**Exercise goal**
The response must consist of the lines below from the one with "repository 7c35cdf934855903" through the one with "(Task Watchdog Timer)", exactly as they appear and with both ends kept.

○ ○ ○

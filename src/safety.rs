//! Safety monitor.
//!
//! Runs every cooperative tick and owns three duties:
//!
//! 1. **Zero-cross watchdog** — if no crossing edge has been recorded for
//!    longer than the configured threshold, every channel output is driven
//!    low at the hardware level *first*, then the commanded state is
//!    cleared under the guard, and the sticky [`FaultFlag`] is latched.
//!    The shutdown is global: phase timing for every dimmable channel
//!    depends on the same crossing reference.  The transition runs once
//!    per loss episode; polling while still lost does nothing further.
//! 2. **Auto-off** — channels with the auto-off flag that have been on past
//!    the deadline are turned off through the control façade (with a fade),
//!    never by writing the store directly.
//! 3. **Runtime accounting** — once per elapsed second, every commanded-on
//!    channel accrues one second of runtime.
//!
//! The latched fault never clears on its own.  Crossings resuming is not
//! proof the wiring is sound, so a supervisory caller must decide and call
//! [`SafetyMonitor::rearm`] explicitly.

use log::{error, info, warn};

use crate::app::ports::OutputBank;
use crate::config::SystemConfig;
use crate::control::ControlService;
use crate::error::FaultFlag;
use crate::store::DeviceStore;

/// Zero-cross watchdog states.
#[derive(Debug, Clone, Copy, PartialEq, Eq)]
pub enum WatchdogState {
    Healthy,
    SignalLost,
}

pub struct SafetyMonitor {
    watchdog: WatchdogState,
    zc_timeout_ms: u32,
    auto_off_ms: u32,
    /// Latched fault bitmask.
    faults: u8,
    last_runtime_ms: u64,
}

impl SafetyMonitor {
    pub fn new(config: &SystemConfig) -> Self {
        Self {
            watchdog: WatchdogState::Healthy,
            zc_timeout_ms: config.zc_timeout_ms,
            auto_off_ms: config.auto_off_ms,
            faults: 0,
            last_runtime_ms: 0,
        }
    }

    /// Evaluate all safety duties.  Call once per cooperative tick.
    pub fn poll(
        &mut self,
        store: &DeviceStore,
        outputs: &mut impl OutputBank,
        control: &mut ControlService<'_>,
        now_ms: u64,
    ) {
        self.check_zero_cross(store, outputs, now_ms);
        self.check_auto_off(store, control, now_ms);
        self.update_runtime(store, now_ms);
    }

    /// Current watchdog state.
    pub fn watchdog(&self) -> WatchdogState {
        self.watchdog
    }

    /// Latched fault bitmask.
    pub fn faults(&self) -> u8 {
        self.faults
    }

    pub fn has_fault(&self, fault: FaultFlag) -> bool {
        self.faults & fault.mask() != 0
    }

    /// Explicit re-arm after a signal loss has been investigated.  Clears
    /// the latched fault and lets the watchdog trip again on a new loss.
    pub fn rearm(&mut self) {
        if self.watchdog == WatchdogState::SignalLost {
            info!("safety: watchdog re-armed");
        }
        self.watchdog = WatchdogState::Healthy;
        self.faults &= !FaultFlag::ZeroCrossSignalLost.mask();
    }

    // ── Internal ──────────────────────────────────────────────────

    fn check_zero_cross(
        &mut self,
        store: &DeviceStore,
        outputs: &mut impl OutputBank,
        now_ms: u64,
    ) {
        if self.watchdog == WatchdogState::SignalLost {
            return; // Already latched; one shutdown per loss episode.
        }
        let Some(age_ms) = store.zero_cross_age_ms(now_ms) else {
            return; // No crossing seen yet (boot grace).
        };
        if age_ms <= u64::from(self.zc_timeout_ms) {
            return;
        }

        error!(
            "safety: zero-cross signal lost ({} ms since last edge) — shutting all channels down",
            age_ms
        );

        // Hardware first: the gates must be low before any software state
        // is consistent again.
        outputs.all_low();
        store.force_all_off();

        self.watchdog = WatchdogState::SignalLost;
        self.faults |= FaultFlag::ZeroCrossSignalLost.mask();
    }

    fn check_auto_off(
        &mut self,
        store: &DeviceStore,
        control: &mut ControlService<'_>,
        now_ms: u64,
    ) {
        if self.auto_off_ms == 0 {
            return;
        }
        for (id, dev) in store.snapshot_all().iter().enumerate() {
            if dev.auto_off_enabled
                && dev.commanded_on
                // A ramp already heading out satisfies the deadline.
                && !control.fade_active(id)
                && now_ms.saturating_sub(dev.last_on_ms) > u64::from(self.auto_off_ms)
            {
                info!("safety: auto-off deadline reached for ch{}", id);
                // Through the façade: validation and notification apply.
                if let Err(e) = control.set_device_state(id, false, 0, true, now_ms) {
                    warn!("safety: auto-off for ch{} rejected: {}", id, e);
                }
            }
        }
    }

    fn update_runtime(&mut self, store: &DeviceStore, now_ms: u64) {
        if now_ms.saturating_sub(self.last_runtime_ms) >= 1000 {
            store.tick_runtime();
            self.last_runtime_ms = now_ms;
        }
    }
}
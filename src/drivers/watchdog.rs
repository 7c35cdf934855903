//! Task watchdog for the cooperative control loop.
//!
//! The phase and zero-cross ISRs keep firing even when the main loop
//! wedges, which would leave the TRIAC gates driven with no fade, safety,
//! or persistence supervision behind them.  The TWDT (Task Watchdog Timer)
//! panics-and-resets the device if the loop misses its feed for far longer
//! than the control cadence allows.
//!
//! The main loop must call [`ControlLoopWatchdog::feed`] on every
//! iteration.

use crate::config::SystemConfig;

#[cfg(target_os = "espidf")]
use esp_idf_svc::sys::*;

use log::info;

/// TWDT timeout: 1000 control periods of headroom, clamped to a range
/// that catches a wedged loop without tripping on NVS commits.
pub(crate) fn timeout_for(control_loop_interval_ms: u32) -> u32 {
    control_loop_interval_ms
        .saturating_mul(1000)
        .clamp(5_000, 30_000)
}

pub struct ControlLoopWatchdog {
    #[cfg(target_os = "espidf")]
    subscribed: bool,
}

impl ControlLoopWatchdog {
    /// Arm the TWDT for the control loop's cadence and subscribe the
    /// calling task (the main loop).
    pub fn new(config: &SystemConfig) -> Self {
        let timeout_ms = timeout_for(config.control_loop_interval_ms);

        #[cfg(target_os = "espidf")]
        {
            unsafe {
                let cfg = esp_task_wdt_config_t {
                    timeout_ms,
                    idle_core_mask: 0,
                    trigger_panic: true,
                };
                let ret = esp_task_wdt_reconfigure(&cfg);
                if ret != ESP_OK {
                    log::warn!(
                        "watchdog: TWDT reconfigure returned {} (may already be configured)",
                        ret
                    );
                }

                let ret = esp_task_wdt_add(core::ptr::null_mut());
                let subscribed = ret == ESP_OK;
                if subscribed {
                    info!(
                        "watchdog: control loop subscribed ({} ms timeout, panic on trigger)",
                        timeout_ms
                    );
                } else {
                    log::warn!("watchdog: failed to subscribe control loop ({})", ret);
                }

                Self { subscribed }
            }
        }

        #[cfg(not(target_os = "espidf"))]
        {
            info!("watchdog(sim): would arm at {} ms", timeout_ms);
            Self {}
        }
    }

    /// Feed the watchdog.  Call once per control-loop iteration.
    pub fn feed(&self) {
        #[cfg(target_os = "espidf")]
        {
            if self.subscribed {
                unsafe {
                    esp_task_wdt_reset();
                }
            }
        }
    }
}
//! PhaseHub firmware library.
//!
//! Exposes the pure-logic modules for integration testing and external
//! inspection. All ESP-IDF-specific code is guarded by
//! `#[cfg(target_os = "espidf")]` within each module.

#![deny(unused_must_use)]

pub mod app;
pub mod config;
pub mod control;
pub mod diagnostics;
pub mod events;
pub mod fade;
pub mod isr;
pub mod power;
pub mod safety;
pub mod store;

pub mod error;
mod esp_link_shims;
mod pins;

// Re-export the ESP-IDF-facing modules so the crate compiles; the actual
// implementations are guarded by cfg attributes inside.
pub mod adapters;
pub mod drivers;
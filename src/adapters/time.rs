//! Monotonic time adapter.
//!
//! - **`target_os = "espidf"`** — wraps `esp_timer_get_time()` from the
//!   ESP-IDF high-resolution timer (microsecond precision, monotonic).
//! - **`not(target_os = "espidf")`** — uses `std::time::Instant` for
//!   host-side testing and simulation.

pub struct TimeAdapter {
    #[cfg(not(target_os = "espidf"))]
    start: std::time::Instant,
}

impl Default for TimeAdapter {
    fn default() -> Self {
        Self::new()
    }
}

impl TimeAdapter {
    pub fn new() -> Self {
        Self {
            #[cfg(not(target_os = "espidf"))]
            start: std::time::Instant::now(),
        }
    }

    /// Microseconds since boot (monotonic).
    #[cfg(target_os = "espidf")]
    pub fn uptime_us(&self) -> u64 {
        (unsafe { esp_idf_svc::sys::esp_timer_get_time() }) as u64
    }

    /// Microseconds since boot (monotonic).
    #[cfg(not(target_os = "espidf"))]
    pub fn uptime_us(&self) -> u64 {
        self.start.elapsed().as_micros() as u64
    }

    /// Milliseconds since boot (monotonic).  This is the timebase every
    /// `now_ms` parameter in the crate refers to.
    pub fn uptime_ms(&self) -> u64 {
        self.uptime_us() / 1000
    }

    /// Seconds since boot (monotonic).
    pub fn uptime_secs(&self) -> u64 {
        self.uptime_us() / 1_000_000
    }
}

○ ○ ○

**Task response**
repository 7c35cdf934855903
//! Task watchdog for the cooperative control loop.
//!
//! The phase and zero-cross ISRs keep firing even when the main loop
//! wedges, which would leave the TRIAC gates driven with no fade, safety,
//! or persistence supervision behind them.  The TWDT (Task Watchdog Timer)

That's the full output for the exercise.